Partilha

Resumo

  • ” A voz firme e tranquila é de Margarita Martínez, dirigente da FUCVAM, a poderosa federação de cooperativas de habitação do Uruguai.
  • Os moradores desenharam colectivamente o projecto, decidiram as regras de convivência e partilham uma lavandaria, uma horta urbana e um espaço de trabalho comum.
  • Com o apoio de uma ONG de habitação e de um fundo de impacto social, o grupo já iniciou negociações com a Câmara Municipal de Lisboa para a cedência de um lote em Marvila.

Face à falência dos modelos tradicionais de habitação, um velho conceito volta a ganhar força: cooperativas habitacionais baseadas no direito de uso e na propriedade coletiva. Do Uruguai à Suíça, o que podemos aprender — e replicar — em Portugal?

“Durante décadas disseram-nos que era impossível. Que os pobres não sabiam construir. Que a casa era para quem podia pagar.
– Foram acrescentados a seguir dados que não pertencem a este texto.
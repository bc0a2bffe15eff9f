//! retrocast-viewer entry point.
//!
//! ```text
//! retrocast-viewer                       Connect with defaults
//! retrocast-viewer --url <ws-url>        Override network.url
//! retrocast-viewer --snapshot <out.ppm>  Save the last frame on exit
//! retrocast-viewer --config <path>       Use custom config TOML
//! retrocast-viewer --gen-config          Dump default config and exit
//! ```
//!
//! Key events are read from stdin, one per line: `start down`, `A up`.

use std::path::PathBuf;

use clap::Parser;
use tokio::io::{AsyncBufReadExt, BufReader};
use tokio_util::sync::CancellationToken;
use tracing::{info, warn};
use tracing_subscriber::EnvFilter;

use retrocast_core::client::{ReconnectingClient, WsConnector};

use retrocast_viewer::config::ViewerConfig;
use retrocast_viewer::decoder::ViewerSink;
use retrocast_viewer::display::write_ppm;
use retrocast_viewer::input::parse_line;

// ── CLI ──────────────────────────────────────────────────────────

#[derive(Parser, Debug)]
#[command(name = "retrocast-viewer", about = "Headless retrocast stream viewer")]
struct Cli {
    /// Path to configuration TOML file.
    #[arg(short, long, default_value = "retrocast-viewer.toml")]
    config: PathBuf,

    /// Server endpoint (overrides config). Example: ws://10.0.0.5:8080/stream
    #[arg(short, long)]
    url: Option<String>,

    /// Write the last decoded frame to this PPM file on exit.
    #[arg(long)]
    snapshot: Option<PathBuf>,

    /// Print the default configuration to stdout and exit.
    #[arg(long)]
    gen_config: bool,
}

// ── Main ─────────────────────────────────────────────────────────

#[tokio::main]
async fn main() -> Result<(), Box<dyn std::error::Error>> {
    let cli = Cli::parse();

    if cli.gen_config {
        let text = toml::to_string_pretty(&ViewerConfig::default())?;
        println!("{text}");
        return Ok(());
    }

    let mut config = ViewerConfig::load(&cli.config);
    if let Some(url) = cli.url {
        config.network.url = url;
    }

    // Init tracing.
    let filter = EnvFilter::try_from_default_env()
        .unwrap_or_else(|_| EnvFilter::new(&config.logging.level));
    tracing_subscriber::fmt().with_env_filter(filter).init();

    info!("retrocast-viewer v{}", env!("CARGO_PKG_VERSION"));
    info!("server: {}", config.network.url);

    // ── 1. Client ───────────────────────────────────────────────

    let geometry = config.geometry();
    let (sink, decoded) = ViewerSink::new(geometry);
    let (client, mut handle) = ReconnectingClient::new(
        WsConnector::new(config.network.url.clone()),
        sink,
        config.client_options(),
    )?;

    let cancel = CancellationToken::new();
    let client_task = tokio::spawn(client.run(cancel.clone()));

    // ── 2. Stdin → key events ───────────────────────────────────

    let input = handle.input.clone();
    let stdin_cancel = cancel.clone();
    tokio::spawn(async move {
        let mut lines = BufReader::new(tokio::io::stdin()).lines();
        loop {
            let line = tokio::select! {
                _ = stdin_cancel.cancelled() => break,
                line = lines.next_line() => line,
            };
            match line {
                Ok(Some(line)) => match parse_line(&line) {
                    Ok(Some(event)) => {
                        if input.send(event).await.is_err() {
                            break;
                        }
                    }
                    Ok(None) => {}
                    Err(e) => warn!("{e}"),
                },
                // EOF: keep streaming, just stop reading.
                Ok(None) => break,
                Err(e) => {
                    warn!("stdin error: {e}");
                    break;
                }
            }
        }
    });

    // Ctrl-C handler.
    let stop = cancel.clone();
    tokio::spawn(async move {
        tokio::signal::ctrl_c().await.ok();
        info!("Ctrl-C received, shutting down");
        stop.cancel();
    });

    // ── 3. Stats loop ───────────────────────────────────────────

    loop {
        tokio::select! {
            _ = cancel.cancelled() => break,
            changed = handle.stats.changed() => {
                if changed.is_err() {
                    break;
                }
                let stats = handle.stats.borrow_and_update().clone();
                let totals = decoded.borrow().clone();
                info!(
                    status = %stats.status,
                    fps = format_args!("{:.1}", stats.fps),
                    rtt_ms = ?stats.rtt_ms,
                    worst_gap = ?stats.worst_frame_gap,
                    frames = totals.frames,
                    samples = totals.samples,
                    "stats"
                );
            }
        }
    }

    // ── 4. Shutdown ─────────────────────────────────────────────

    client_task.await?;
    if let Some(path) = cli.snapshot {
        match decoded.borrow().frame.clone() {
            Some(frame) => {
                write_ppm(&path, geometry, &frame)?;
                info!("snapshot written to {}", path.display());
            }
            None => warn!("no frame decoded; snapshot skipped"),
        }
    }
    Ok(())
}
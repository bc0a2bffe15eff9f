//! Per-session flow-control credits.

use std::sync::atomic::{AtomicU32, Ordering};

/// Frames the peer has said it can absorb.
///
/// Replenished by `fillToken`, spent per screen frame. A frame sent with
/// no credit left is dropped instead of queued. The balance is capped so
/// a peer cannot bank an unbounded number of frames.
#[derive(Debug)]
pub struct FlowCredit {
    available: AtomicU32,
    max: u32,
    enabled: bool,
}

impl FlowCredit {
    pub fn new(initial: u32, max: u32, enabled: bool) -> Self {
        Self {
            available: AtomicU32::new(initial.min(max)),
            max,
            enabled,
        }
    }

    pub fn add(&self, count: u32) {
        let max = self.max;
        let _ = self
            .available
            .fetch_update(Ordering::AcqRel, Ordering::Acquire, |n| {
                Some(n.saturating_add(count).min(max))
            });
    }

    /// Spend one credit; `false` means the frame must be dropped.
    pub fn try_take(&self) -> bool {
        if !self.enabled {
            return true;
        }
        self.available
            .fetch_update(Ordering::AcqRel, Ordering::Acquire, |n| n.checked_sub(1))
            .is_ok()
    }

    pub fn available(&self) -> u32 {
        self.available.load(Ordering::Acquire)
    }
}
//! Encoder/decoder interfaces and the reference codecs.
//!
//! Production deployments plug a hardware or library video codec in
//! behind [`VideoEncoder`]; the crate ships [`DeltaEncoder`] so the whole
//! pipeline runs without native dependencies.
//!
//! | Module  | Purpose                                              |
//! |---------|------------------------------------------------------|
//! | `delta` | zstd key frames + XOR deltas against the last key    |
//! | `pcm`   | 16-bit little-endian PCM for the sound stream        |

pub mod delta;
pub mod pcm;

use bytes::Bytes;

use crate::error::StreamError;
use crate::pipeline::FrameBuffer;
use crate::source::Geometry;

pub use delta::{DeltaDecoder, DeltaEncoder};
pub use pcm::PcmEncoder;

// ── EncodedFrame ─────────────────────────────────────────────────

/// A compressed payload ready for the wire.
///
/// `data` is reference-counted, so fanning one frame out to many
/// viewers never copies it.
#[derive(Debug, Clone, PartialEq, Eq)]
pub struct EncodedFrame {
    pub data: Bytes,
    pub is_key_frame: bool,
}

impl EncodedFrame {
    /// Payload size in bits.
    pub fn bits(&self) -> u64 {
        self.data.len() as u64 * 8
    }
}

// ── VideoConfig ──────────────────────────────────────────────────

/// Parameters handed to [`VideoEncoder::configure`].
#[derive(Debug, Clone, Copy, PartialEq)]
pub struct VideoConfig {
    pub geometry: Geometry,
    /// Frames per second the producer ticks at.
    pub fps: u32,
    /// Target bitrate in bits/second.
    pub bitrate: u64,
    /// Force a key frame at least this often (in frames).
    pub key_frame_interval: u32,
}

// ── Traits ───────────────────────────────────────────────────────

/// Compresses raw framebuffers into wire payloads.
///
/// Implementations release native resources in `Drop`.
pub trait VideoEncoder: Send {
    /// Identifier announced to viewers in the `init` message.
    fn codec_id(&self) -> &str;

    fn configure(&mut self, config: VideoConfig) -> Result<(), StreamError>;

    /// Encode one frame into zero or more payloads.
    fn encode_frame(&mut self, frame: &FrameBuffer) -> Result<Vec<EncodedFrame>, StreamError>;

    /// Make the next encoded frame a key frame (e.g. a viewer joined).
    fn request_key_frame(&mut self);

    /// Feedback from the producer loop about the bitrate actually used.
    fn adjust_quality(&mut self, _measured_bitrate: u64) {}
}

/// Reconstructs framebuffers from wire payloads on the viewer side.
pub trait VideoDecoder: Send {
    /// Decode one payload; the returned slice is the full framebuffer.
    fn decode(&mut self, payload: &[u8]) -> Result<&[u8], StreamError>;
}
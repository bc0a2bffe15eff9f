//! Headless display: converts RGB565 frames to RGB8 and writes PPM
//! snapshots.

use std::io::Write;
use std::path::Path;

use retrocast_core::error::StreamError;
use retrocast_core::source::Geometry;

/// Expand little-endian RGB565 to packed RGB8.
pub fn rgb565_to_rgb8(frame: &[u8]) -> Vec<u8> {
    let mut out = Vec::with_capacity(frame.len() / 2 * 3);
    for px in frame.chunks_exact(2) {
        let v = u16::from_le_bytes([px[0], px[1]]);
        let r = ((v >> 11) & 0x1F) as u8;
        let g = ((v >> 5) & 0x3F) as u8;
        let b = (v & 0x1F) as u8;
        out.extend_from_slice(&[(r << 3) | (r >> 2), (g << 2) | (g >> 4), (b << 3) | (b >> 2)]);
    }
    out
}

/// Write one frame as a binary PPM (P6).
pub fn write_ppm(path: &Path, geometry: Geometry, frame: &[u8]) -> Result<(), StreamError> {
    if frame.len() != geometry.byte_len() {
        return Err(StreamError::Codec(format!(
            "frame is {} bytes, expected {}",
            frame.len(),
            geometry.byte_len()
        )));
    }
    let mut file = std::io::BufWriter::new(std::fs::File::create(path)?);
    write!(file, "P6\n{} {}\n255\n", geometry.width, geometry.height)?;
    file.write_all(&rgb565_to_rgb8(frame))?;
    file.flush()?;
    Ok(())
}

#[cfg(test)]
mod tests {
    use super::*;
    use retrocast_core::source::PixelFormat;

    #[test]
    fn primaries_expand_to_full_range() {
        let frame = [
            0xF800u16.to_le_bytes(),
            0x07E0u16.to_le_bytes(),
            0x001Fu16.to_le_bytes(),
            0x0000u16.to_le_bytes(),
        ]
        .concat();
        assert_eq!(
            rgb565_to_rgb8(&frame),
            vec![255, 0, 0, 0, 255, 0, 0, 0, 255, 0, 0, 0]
        );
    }

    #[test]
    fn ppm_has_header_and_pixels() {
        let geometry = Geometry::new(2, 1, PixelFormat::Rgb565);
        let path = std::env::temp_dir().join(format!("retrocast-{}.ppm", std::process::id()));
        write_ppm(&path, geometry, &[0xFF; 4]).unwrap();
        let bytes = std::fs::read(&path).unwrap();
        assert!(bytes.starts_with(b"P6\n2 1\n255\n"));
        assert_eq!(bytes.len(), 11 + 6);
        std::fs::remove_file(&path).ok();
    }

    #[test]
    fn wrong_size_frame_is_rejected() {
        let geometry = Geometry::new(2, 2, PixelFormat::Rgb565);
        let path = std::env::temp_dir().join("retrocast-never-written.ppm");
        assert!(write_ppm(&path, geometry, &[0; 3]).is_err());
    }
}
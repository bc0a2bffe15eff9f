//! Incremental moving average over a fixed number of samples.
//!
//! Each sample is stored pre-divided by the window size, so the running
//! total *is* the average once the window has filled. Updates are O(1):
//! the evicted contribution is subtracted and the new one added. The
//! result drifts from an exact recomputation only by floating-point
//! summation error.

use crate::error::StreamError;
use crate::metrics::ring_buffer::RingBuffer;

/// Moving average of the last `window_size` samples.
#[derive(Debug, Clone)]
pub struct WindowAverage {
    contributions: RingBuffer<f64>,
    window_size: usize,
    total: f64,
}

impl WindowAverage {
    pub fn new(window_size: usize) -> Result<Self, StreamError> {
        Ok(Self {
            contributions: RingBuffer::new(window_size)?,
            window_size,
            total: 0.0,
        })
    }

    /// Record a new sample, evicting the oldest one when the window is full.
    pub fn add_sample(&mut self, value: f64) {
        let contribution = value / self.window_size as f64;
        if let Some(evicted) = self.contributions.push_and_pop_when_full(contribution) {
            self.total -= evicted;
        }
        self.total += contribution;
    }

    /// Mean of the samples currently in the window (0.0 when empty).
    ///
    /// While warming up, the total is rescaled to the number of samples
    /// actually seen.
    pub fn average(&self) -> f64 {
        let count = self.contributions.len();
        if count == 0 {
            0.0
        } else if count == self.window_size {
            self.total
        } else {
            self.total * self.window_size as f64 / count as f64
        }
    }

    /// Number of samples currently in the window.
    pub fn sample_count(&self) -> usize {
        self.contributions.len()
    }

    pub fn window_size(&self) -> usize {
        self.window_size
    }

    pub fn is_empty(&self) -> bool {
        self.contributions.is_empty()
    }

    pub fn reset(&mut self) {
        self.contributions.clear();
        self.total = 0.0;
    }
}

// ── Tests ────────────────────────────────────────────────────────
//! Process-wide streaming context.
//!
//! Everything a session or the status endpoint needs is reached through
//! one `Arc<StreamHost>` built in `main`; there are no globals.

use std::sync::Arc;
use std::sync::atomic::{AtomicU64, Ordering};
use std::time::{Duration, Instant};

use serde::Serialize;
use tokio::sync::watch;
use tokio_util::sync::CancellationToken;

use retrocast_core::session::{SessionId, StreamChannels};

/// Encoder-side measurements, refreshed about once per second.
#[derive(Debug, Clone, Copy, Default, PartialEq)]
pub struct ProducerStats {
    /// Encoded frames per second.
    pub fps: f64,
    /// Screen bitrate in bits per second.
    pub bitrate: f64,
}

/// JSON body of `GET /status`.
#[derive(Debug, Clone, Serialize, PartialEq)]
#[serde(rename_all = "camelCase")]
pub struct StatusReport {
    pub fps: f64,
    pub bitrate: f64,
    /// Seconds since the server started.
    pub uptime: u64,
    pub active_connections: usize,
    pub codec: String,
}

pub struct StreamHost {
    channels: Arc<StreamChannels>,
    started: Instant,
    next_session: AtomicU64,
    stats_tx: watch::Sender<ProducerStats>,
    shutdown: CancellationToken,
}

impl StreamHost {
    pub fn new(channels: Arc<StreamChannels>, shutdown: CancellationToken) -> Self {
        let (stats_tx, _) = watch::channel(ProducerStats::default());
        Self {
            channels,
            started: Instant::now(),
            next_session: AtomicU64::new(1),
            stats_tx,
            shutdown,
        }
    }

    pub fn channels(&self) -> &Arc<StreamChannels> {
        &self.channels
    }

    pub fn shutdown(&self) -> &CancellationToken {
        &self.shutdown
    }

    pub fn uptime(&self) -> Duration {
        self.started.elapsed()
    }

    pub fn next_session_id(&self) -> SessionId {
        self.next_session.fetch_add(1, Ordering::Relaxed)
    }

    pub fn publish_stats(&self, stats: ProducerStats) {
        self.stats_tx.send_replace(stats);
    }

    pub fn stats(&self) -> ProducerStats {
        *self.stats_tx.borrow()
    }

    /// Viewers currently subscribed to the screen hub.
    pub fn active_connections(&self) -> usize {
        self.channels.screen.subscriber_count()
    }

    pub fn status(&self) -> StatusReport {
        let stats = self.stats();
        StatusReport {
            fps: stats.fps,
            bitrate: stats.bitrate,
            uptime: self.uptime().as_secs(),
            active_connections: self.active_connections(),
            codec: self.channels.codec().to_string(),
        }
    }
}
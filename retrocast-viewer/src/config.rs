//! Viewer configuration.

use std::path::Path;
use std::time::Duration;

use serde::{Deserialize, Serialize};

use retrocast_core::client::ClientOptions;
use retrocast_core::source::{Geometry, PixelFormat};

/// Top-level configuration for the viewer.
#[derive(Debug, Clone, Default, Serialize, Deserialize)]
#[serde(default)]
pub struct ViewerConfig {
    /// Network settings.
    pub network: NetworkConfig,
    /// Reconnect policy.
    pub reconnect: ReconnectConfig,
    /// Remote screen shape.
    pub display: DisplayConfig,
    /// Stats refresh.
    pub stats: StatsConfig,
    /// Logging.
    pub logging: LoggingConfig,
}

#[derive(Debug, Clone, Serialize, Deserialize)]
#[serde(default)]
pub struct NetworkConfig {
    /// WebSocket endpoint of the server.
    pub url: String,
}

#[derive(Debug, Clone, Serialize, Deserialize)]
#[serde(default)]
pub struct ReconnectConfig {
    pub initial_backoff_ms: u64,
    pub max_backoff_ms: u64,
}

/// The stream carries no geometry, so the viewer must be told.
#[derive(Debug, Clone, Serialize, Deserialize)]
#[serde(default)]
pub struct DisplayConfig {
    pub width: u32,
    pub height: u32,
}

#[derive(Debug, Clone, Serialize, Deserialize)]
#[serde(default)]
pub struct StatsConfig {
    /// How often fps and staleness are recomputed.
    pub refresh_ms: u64,
    /// Pongs averaged into the round-trip estimate.
    pub rtt_window: usize,
}

#[derive(Debug, Clone, Serialize, Deserialize)]
#[serde(default)]
pub struct LoggingConfig {
    /// Log level.
    pub level: String,
}

// ── Defaults ─────────────────────────────────────────────────────

impl Default for NetworkConfig {
    fn default() -> Self {
        Self {
            url: "ws://127.0.0.1:8080/stream".into(),
        }
    }
}

impl Default for ReconnectConfig {
    fn default() -> Self {
        Self {
            initial_backoff_ms: 1_000,
            max_backoff_ms: 60_000,
        }
    }
}

impl Default for DisplayConfig {
    fn default() -> Self {
        Self {
            width: 240,
            height: 160,
        }
    }
}

impl Default for StatsConfig {
    fn default() -> Self {
        Self {
            refresh_ms: 1_000,
            rtt_window: 16,
        }
    }
}

impl Default for LoggingConfig {
    fn default() -> Self {
        Self {
            level: "info".into(),
        }
    }
}

// ── Loading ──────────────────────────────────────────────────────

impl ViewerConfig {
    /// Load from a TOML file, falling back to defaults.
    pub fn load(path: &Path) -> Self {
        match std::fs::read_to_string(path) {
            Ok(contents) => toml::from_str(&contents).unwrap_or_else(|e| {
                tracing::warn!("invalid config {}: {e}; using defaults", path.display());
                Self::default()
            }),
            Err(_) => {
                tracing::info!("no config at {}; using defaults", path.display());
                Self::default()
            }
        }
    }

    pub fn geometry(&self) -> Geometry {
        Geometry::new(self.display.width, self.display.height, PixelFormat::Rgb565)
    }

    pub fn client_options(&self) -> ClientOptions {
        ClientOptions {
            initial_backoff: Duration::from_millis(self.reconnect.initial_backoff_ms.max(1)),
            max_backoff: Duration::from_millis(self.reconnect.max_backoff_ms.max(1)),
            refresh_interval: Duration::from_millis(self.stats.refresh_ms.max(10)),
            rtt_window: self.stats.rtt_window.max(1),
        }
    }
}

// ── Tests ────────────────────────────────────────────────────────

#[cfg(test)]
mod tests {
    use super::*;

    #[test]
    fn roundtrip_config() {
        let cfg = ViewerConfig::default();
        let text = toml::to_string_pretty(&cfg).unwrap();
        assert!(text.contains("initial_backoff_ms"));
        let parsed: ViewerConfig = toml::from_str(&text).unwrap();
        assert_eq!(parsed.network.url, "ws://127.0.0.1:8080/stream");
        assert_eq!(parsed.display.width, 240);
    }

    #[test]
    fn client_options_follow_config() {
        let mut cfg = ViewerConfig::default();
        cfg.reconnect.initial_backoff_ms = 250;
        cfg.stats.rtt_window = 0;
        let opts = cfg.client_options();
        assert_eq!(opts.initial_backoff, Duration::from_millis(250));
        assert_eq!(opts.max_backoff, Duration::from_secs(60));
        assert_eq!(opts.rtt_window, 1);
    }
}
//! Two-slot frame handoff between the producer and the encoder.
//!
//! ```text
//!            ┌──── free slots ◄────┐
//!            ▼                      │
//!  PipelineProducer            PipelineConsumer
//!  (copies framebuffer)        (runs the encoder)
//!            │                      ▲
//!            └──── filled slots ───►┘
//! ```
//!
//! Exactly two [`FrameBuffer`]s are allocated up front and move by value
//! through two bounded channels, so a slot is owned by at most one side
//! at any instant and nothing is allocated per frame. With two slots
//! the producer fills frame N+1 while the encoder still works on frame
//! N, at the cost of one frame of latency.
//!
//! The pipeline does not know about viewers: skipping
//! [`enqueue_frame`](PipelineProducer::enqueue_frame) when nobody is
//! watching is the caller's job.

use std::time::Instant;

use tokio::sync::mpsc;
use tokio_util::sync::CancellationToken;

use crate::error::StreamError;
use crate::source::{FrameSource, Geometry};

/// Number of buffers circulating through the pipeline.
pub const SLOT_COUNT: usize = 2;

// ── FrameBuffer ──────────────────────────────────────────────────

/// One reusable framebuffer slot.
#[derive(Debug)]
pub struct FrameBuffer {
    geometry: Geometry,
    data: Box<[u8]>,
    sequence: u64,
    captured_at: Instant,
}

impl FrameBuffer {
    fn new(geometry: Geometry) -> Self {
        Self {
            geometry,
            data: vec![0u8; geometry.byte_len()].into_boxed_slice(),
            sequence: 0,
            captured_at: Instant::now(),
        }
    }

    pub fn geometry(&self) -> Geometry {
        self.geometry
    }

    pub fn data(&self) -> &[u8] {
        &self.data
    }

    /// Producer-assigned frame number (0-based).
    pub fn sequence(&self) -> u64 {
        self.sequence
    }

    /// When the producer copied this frame in.
    pub fn captured_at(&self) -> Instant {
        self.captured_at
    }
}

// ── FramePipeline ────────────────────────────────────────────────

/// Constructor for the producer/consumer halves.
pub struct FramePipeline;

impl FramePipeline {
    /// Allocate both slots for frames of `geometry` and split into halves.
    pub fn new(geometry: Geometry) -> (PipelineProducer, PipelineConsumer) {
        let (free_tx, free_rx) = mpsc::channel(SLOT_COUNT);
        let (filled_tx, filled_rx) = mpsc::channel(SLOT_COUNT);

        for _ in 0..SLOT_COUNT {
            // Capacity equals SLOT_COUNT, so this never fails.
            let _ = free_tx.try_send(FrameBuffer::new(geometry));
        }

        (
            PipelineProducer {
                geometry,
                free_rx,
                filled_tx,
                next_sequence: 0,
            },
            PipelineConsumer { filled_rx, free_tx },
        )
    }
}

// ── PipelineProducer ─────────────────────────────────────────────

/// Producer half: owns the receiving end of the free-slot channel.
pub struct PipelineProducer {
    geometry: Geometry,
    free_rx: mpsc::Receiver<FrameBuffer>,
    filled_tx: mpsc::Sender<FrameBuffer>,
    next_sequence: u64,
}

impl PipelineProducer {
    pub fn geometry(&self) -> Geometry {
        self.geometry
    }

    /// Copy the source's current frame into a free slot and hand it to
    /// the encoder.
    ///
    /// Waits for a free slot; fails with [`StreamError::Canceled`] if
    /// `cancel` fires first, or [`StreamError::ChannelClosed`] if the
    /// consumer half was dropped.
    pub async fn enqueue_frame<S>(
        &mut self,
        source: &S,
        cancel: &CancellationToken,
    ) -> Result<u64, StreamError>
    where
        S: FrameSource + ?Sized,
    {
        let mut slot = tokio::select! {
            biased;
            _ = cancel.cancelled() => return Err(StreamError::Canceled),
            slot = self.free_rx.recv() => slot.ok_or(StreamError::ChannelClosed)?,
        };

        let frame = source.current_framebuffer();
        debug_assert_eq!(
            frame.len(),
            slot.data.len(),
            "frame source geometry does not match pipeline geometry"
        );
        let len = frame.len().min(slot.data.len());
        slot.data[..len].copy_from_slice(&frame[..len]);

        let sequence = self.next_sequence;
        self.next_sequence += 1;
        slot.sequence = sequence;
        slot.captured_at = Instant::now();

        self.filled_tx
            .send(slot)
            .await
            .map_err(|_| StreamError::ChannelClosed)?;
        Ok(sequence)
    }
}

// ── PipelineConsumer ─────────────────────────────────────────────

/// Consumer half: owns the receiving end of the filled-slot channel.
pub struct PipelineConsumer {
    filled_rx: mpsc::Receiver<FrameBuffer>,
    free_tx: mpsc::Sender<FrameBuffer>,
}

impl PipelineConsumer {
    /// Wait for a filled slot, run `process` on it, then recycle it.
    pub async fn dequeue_frame<F, R>(
        &mut self,
        process: F,
        cancel: &CancellationToken,
    ) -> Result<R, StreamError>
    where
        F: FnOnce(&FrameBuffer) -> R,
    {
        let slot = tokio::select! {
            biased;
            _ = cancel.cancelled() => return Err(StreamError::Canceled),
            slot = self.filled_rx.recv() => slot.ok_or(StreamError::ChannelClosed)?,
        };

        let result = process(&slot);

        // The free channel has room for every slot in existence; a send
        // error only means the producer is gone.
        let _ = self.free_tx.try_send(slot);
        Ok(result)
    }
}

// ── Tests ────────────────────────────────────────────────────────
Mas nós construímos bairros inteiros com as nossas mãos, e com democracia.” A voz firme e tranquila é de Margarita Martínez, dirigente da FUCVAM, a poderosa federação de cooperativas de habitação do Uruguai. Em 40 anos, o modelo cresceu de forma impressionante: mais de 600 cooperativas, 30 mil casas construídas, bairros inteiros geridos por quem lá vive — sem senhorios nem especulação.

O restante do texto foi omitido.